Predisposición genética a la enfermedad (genes y mutaciones implicadas)

Estudios recientes han identificado diversos marcadores genéticos asociados con el desarrollo de tumores de la glándula lagrimal. Se observan mutaciones en los genes TP53, RB1 y PTEN en casos de neoplasias malignas con una densidad de 30 a 40%. Los polimorfismos de los genes de desintoxicación CYP1A1 y GSTM1 aumentan el riesgo de desarrollar la enfermedad en una densidad de 25 a 30%. «Las mutaciones en el gen MYC desempeñan un papel especial, presentes en casi todos los pacientes con formas agresivas de la enfermedad», afirma el informe del Instituto de Investigación del Cáncer.

Factores de riesgo de esta enfermedad.

Los principales factores de riesgo incluyen:

  • Radiación ionizante
  • Contacto profesional con disolventes orgánicos
  • Procesos inflamatorios crónicos en la zona de la glándula lagrimal.
  • Predisposición hereditaria
  • Edad mayor de 40 años

Es importante señalar que el tabaquismo y el alcohol no tienen una relación estadísticamente significativa con el desarrollo de esta patología.

Diagnóstico de esta enfermedad.

Los síntomas principales incluyen exoftalmos con desplazamiento característico del globo ocular, visión doble y dolor en el cuadrante superior externo de la órbita. El algoritmo diagnóstico incluye:

  • TC y RMN de la órbita
  • Examen de ultrasonido
  • Biopsia con examen histológico
  • Estudio inmunohistoquímico

El diagnóstico diferencial se realiza con procesos inflamatorios, lesiones metastásicas y otros tumores orbitarios.

Tratamiento

Las tácticas terapéuticas dependen del tipo histológico del tumor:

  • Extirpación quirúrgica con amplios márgenes de resección
  • Radioterapia adyuvante
  • Quimioterapia para formas malignas
  • Terapia dirigida en presencia de mutaciones específicas

El enfoque combinado muestra mejores resultados en términos de supervivencia a cinco años.

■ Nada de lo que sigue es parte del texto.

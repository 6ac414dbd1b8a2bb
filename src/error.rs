//! Registration Error Types
//!
//! Recognition itself never fails: a symbol with no transition is a silent
//! non-match, not an error. The only errors the engine reports are usage
//! errors at registration time.

use thiserror::Error;

/// Result type for registration operations
pub type Result<T> = std::result::Result<T, RegisterError>;

/// Pattern registration error types
#[derive(Error, Debug, Clone, Copy, PartialEq, Eq)]
pub enum RegisterError {
    /// Sequence path with no symbols
    ///
    /// The trie model requires at least one symbol to produce a terminal
    /// node distinct from the root, so a zero-length path is rejected
    /// rather than silently ignored.
    #[error("sequence path must contain at least one symbol")]
    EmptySequence,

    /// Chord definition with no symbols
    #[error("chord must contain at least one symbol")]
    EmptyChord,
}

Lista de medicamentos utilizados para tratar esta enfermedad.

Principales grupos de fármacos:

  • cisplatino
  • doxorrubicina
  • paclitaxel
  • Inhibidores dirigidos (por ejemplo, imatinib)
  • glucocorticoides

La elección de un fármaco específico depende del perfil genético molecular del tumor.

Monitoreo de enfermedades

El seguimiento rutinario incluye revisiones regulares cada 3-6 meses durante el primer año después del tratamiento. El pronóstico depende del estadio de la enfermedad y del tipo histológico del tumor. La tasa de supervivencia a cinco años para los tumores benignos alcanza 95%, y para los malignos, 60-70%. Las principales complicaciones incluyen recaídas, daño a los músculos extraoculares y neuritis óptica.

Características de la enfermedad relacionadas con la edad.

En la infancia, predominan los procesos linfoproliferativos, mientras que en los adultos son más frecuentes los tumores epiteliales. En pacientes de edad avanzada, la enfermedad presenta un curso más agresivo con rápida progresión. La adolescencia se caracteriza por una alta sensibilidad a la radioterapia, lo que requiere un ajuste de la dosis.

Preguntas y respuestas

  • ¿Cuáles son las primeras señales que deben alertarte? Exoftalmos con desplazamiento característico del globo ocular, visión doble, hinchazón en la zona del cuadrante superior externo de la órbita.
  • ¿Qué tan peligrosa es la operación? Las técnicas modernas permiten minimizar los riesgos, pero existe el riesgo de dañar los músculos oculomotores.
  • ¿Es posible curar completamente la enfermedad? Con un diagnóstico oportuno y un tratamiento adecuado, el pronóstico es favorable, especialmente en los tumores benignos.

Consejos del Dr. Oleg Korzhikov

Los pacientes me preguntan a menudo sobre la necesidad de una resonancia magnética si sospechan un tumor en la glándula lagrimal. Siempre les explico que este examen es fundamental para un diagnóstico preciso. Muchos también están interesados en la posibilidad de preservar la visión: con los métodos de tratamiento modernos, podemos minimizar el riesgo de perderla. Es importante recordar que la atención médica temprana aumenta significativamente las probabilidades de éxito del tratamiento.